The 49ers are intent on filling the only remaining void in their established starting lineup for the 2002 season with a veteran free-agent guard.
While San Francisco continues to consider all available alternatives, the steady trail of veteran prospects that have been in and out of team headquarters the past month makes the Niners' preference perfectly clear.
Earlier this week, the Niners got familiar with experienced and decorated guard Ron Stone, who is coming off two consecutive Pro Bowl appearances. Stone followed Chris Naeole, who followed Matt Joyce, who followed Frank Middleton, who followed Mike Wahle into the team's Santa Clara headquarters for a visit.
Following those five will be Blake Brockermeyer, who will visit and take a physical with the team on Thursday.
A common denominator links together Naeole, Joyce, Middleton and Wahle: They all signed with other teams after visiting with the Niners. That makes another thing perfectly obvious: The Niners are looking to find that veteran free-agent at the right price. Their price.
Stone, clearly, is the best of the capable lot that the 49ers are considering. The 320-pounder started at right guard the past six seasons for the New York Giants, where he was strong in pass protection and also used his size to open lanes for the run. The 30-year-old's continued presence on the open market puts the Niners in the running for his services, though it's difficult to believe Stone couldn't find a better offer than the one with which San Francisco ultimately will be comfortable presenting him.
"I think it depends on the mindset of the player," Niners general manager Terry Donahue said Tuesday. "It just depends on where people are in terms of their own parameters and what they're willing to negotiate and what they're willing to consider. Every player has determined what their value is, and how much latitude they are willing to have is dependent on whether you can get a deal done."
To attract Stone, the Niners apparently were willing to stretch their budget and the salary slot they'd previously set aside for the left guard position. But Stone left after his visit Tuesday with contract negotiations still in the initial stages and, Donahue said, "in the meantime, we're having conversations with a couple of other possibilites," none of which - besides Brockermeyer - the GM was willing to reveal.

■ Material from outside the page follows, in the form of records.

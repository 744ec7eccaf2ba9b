//! The math engine seam.
//!
//! Typesetting LaTeX is delegated to an engine. [`CommandEngine`] runs an external
//! program; tests and embedders can supply their own [`MathEngine`].

use super::OutputFormat;
use crate::error::{Error, Result};
use std::io::Write;
use std::process::{Command, Stdio};

/// A single typesetting request.
#[derive(Debug, Clone, Copy, PartialEq)]
pub struct EngineRequest<'a> {
    /// Delimited LaTeX (`$...$` or `$$...$$`)
    pub input: &'a str,

    /// Requested output format
    pub format: OutputFormat,

    /// Raster resolution in pixels per inch
    pub ppi: f64,
}

/// Engine output for one request.
#[derive(Debug, Clone, Default, PartialEq, Eq)]
pub struct EngineOutput {
    /// Image bytes or markup
    pub data: Vec<u8>,

    /// Pixel width, if the engine reports it
    pub width_px: Option<u32>,

    /// Pixel height, if the engine reports it
    pub height_px: Option<u32>,
}

impl EngineOutput {
    /// Create output without size information.
    pub fn new(data: impl Into<Vec<u8>>) -> Self {
        Self {
            data: data.into(),
            width_px: None,
            height_px: None,
        }
    }

    /// Attach pixel dimensions.
    pub fn with_size(mut self, width: u32, height: u32) -> Self {
        self.width_px = Some(width);
        self.height_px = Some(height);
        self
    }
}

/// Typesets LaTeX into images or markup.
///
/// Malformed input is reported as [`Error::Engine`]; the caller performs no
/// syntax validation of its own.
pub trait MathEngine {
    /// Render one delimited expression.
    fn render(&self, request: &EngineRequest<'_>) -> Result<EngineOutput>;

    /// Engine name for diagnostics.
    fn name(&self) -> &str {
        "engine"
    }
}

impl<E: MathEngine + ?Sized> MathEngine for &E {
    fn render(&self, request: &EngineRequest<'_>) -> Result<EngineOutput> {
        (**self).render(request)
    }

    fn name(&self) -> &str {
        (**self).name()
    }
}

/// Engine backed by an external program.
///
/// The delimited LaTeX is written to the program's stdin and the artifact is read
/// from its stdout. `{format}` and `{ppi}` in arguments are replaced per request.
///
/// # Example
/// ```no_run
/// use stemrender::render::{CommandEngine, EngineRequest, MathEngine, OutputFormat};
///
/// let engine = CommandEngine::new("tex2img").arg("--format").arg("{format}");
/// let output = engine.render(&EngineRequest {
///     input: "$x^2$",
///     format: OutputFormat::Svg,
///     ppi: 72.0,
/// })?;
/// # Ok::<(), stemrender::Error>(())
/// ```
#[derive(Debug, Clone)]
pub struct CommandEngine {
    program: String,
    args: Vec<String>,
}

impl CommandEngine {
    /// Create an engine running `program`.
    pub fn new(program: impl Into<String>) -> Self {
        Self {
            program: program.into(),
            args: Vec::new(),
        }
    }

    /// Append an argument.
    pub fn arg(mut self, arg: impl Into<String>) -> Self {
        self.args.push(arg.into());
        self
    }

    /// Append several arguments.
    pub fn args<I, S>(mut self, args: I) -> Self
    where
        I: IntoIterator<Item = S>,
        S: Into<String>,
    {
        self.args.extend(args.into_iter().map(Into::into));
        self
    }

    /// The program being run.
    pub fn program(&self) -> &str {
        &self.program
    }

    fn expand_args(&self, request: &EngineRequest<'_>) -> Vec<String> {
        self.args
            .iter()
            .map(|arg| {
                arg.replace("{format}", request.format.name())
                    .replace("{ppi}", &request.ppi.to_string())
            })
            .collect()
    }
}

impl MathEngine for CommandEngine {
    fn render(&self, request: &EngineRequest<'_>) -> Result<EngineOutput> {
        let mut child = Command::new(&self.program)
            .args(self.expand_args(request))
            .stdin(Stdio::piped())
            .stdout(Stdio::piped())
            .stderr(Stdio::piped())
            .spawn()
            .map_err(|e| Error::Engine(format!("failed to run '{}': {}", self.program, e)))?;

        // An engine may exit before reading its input; the exit status decides.
        let written = match child.stdin.take() {
            Some(mut stdin) => stdin.write_all(request.input.as_bytes()),
            None => Ok(()),
        };

        let output = child
            .wait_with_output()
            .map_err(|e| Error::Engine(format!("failed to wait for '{}': {}", self.program, e)))?;
        if !output.status.success() {
            let stderr = String::from_utf8_lossy(&output.stderr);
            return Err(Error::Engine(format!(
                "'{}' exited with {}: {}",
                self.program,
                output.status,
                stderr.trim()
            )));
        }
        if let Err(e) = written {
            return Err(Error::Engine(format!(
                "failed to write input to '{}': {}",
                self.program, e
            )));
        }
        if output.stdout.is_empty() {
            return Err(Error::Engine(format!(
                "'{}' produced no output for {}",
                self.program, request.input
            )));
        }

        Ok(EngineOutput::new(output.stdout))
    }

    fn name(&self) -> &str {
        &self.program
    }
}

#[cfg(test)]
mod tests {
    use super::*;

    fn request(format: OutputFormat) -> EngineRequest<'static> {
        EngineRequest {
            input: "$x^2$",
            format,
            ppi: 300.0,
        }
    }

    #[test]
    fn test_expand_args() {
        let engine = CommandEngine::new("tex2img").args(["-f", "{format}", "--ppi={ppi}"]);
        assert_eq!(
            engine.expand_args(&request(OutputFormat::Png)),
            vec!["-f", "png", "--ppi=300"]
        );
    }

    #[test]
    fn test_missing_program() {
        let engine = CommandEngine::new("stemrender-no-such-program");
        let result = engine.render(&request(OutputFormat::Svg));
        assert!(matches!(result, Err(Error::Engine(_))));
    }

    #[cfg(unix)]
    #[test]
    fn test_echoes_stdin() {
        let engine = CommandEngine::new("cat");
        let output = engine.render(&request(OutputFormat::Svg)).unwrap();
        assert_eq!(output.data, b"$x^2$");
        assert_eq!(output.width_px, None);
    }

    #[cfg(unix)]
    #[test]
    fn test_nonzero_exit() {
        let engine = CommandEngine::new("sh").args(["-c", "cat >/dev/null; echo bad input >&2; exit 3"]);
        match engine.render(&request(OutputFormat::Svg)) {
            Err(Error::Engine(message)) => assert!(message.contains("bad input")),
            other => panic!("unexpected result: {:?}", other),
        }
    }

    #[cfg(unix)]
    #[test]
    fn test_exit_without_reading_input() {
        let input = format!("${}$", "x".repeat(1 << 20));
        let request = EngineRequest {
            input: &input,
            format: OutputFormat::Png,
            ppi: 300.0,
        };
        let engine = CommandEngine::new("sh").args(["-c", "echo unsupported >&2; exit 2"]);

        let result = engine.render(&request);
        match &result {
            Err(Error::Engine(message)) => assert!(message.contains("unsupported")),
            other => panic!("unexpected result: {:?}", other),
        }
        assert!(result.unwrap_err().is_render_failure());
    }
}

"We have had initial discussions with both their agents," Donahue said of Stone and Brockermeyer, "and we do think there is interest on their part and on our part. But we can't put the cart before the horse yet. Is it wishful thinking? Perhaps not."
But it definitely is the Niners' thinking. While the probability of finding a quality line prospect in the draft remains high, the team would rather give any rookie lineman it might draft a chance to develop for a while in the system and go with an established veteran as the 2002 starter.
That's making the possibility of 2001 starter Ray Brown's return for one more season - he's currently under contract for 2002, when he'll turn 40 - appear stronger by the day as other veterans file into Niners headquarters then leave later without a contract in their hands.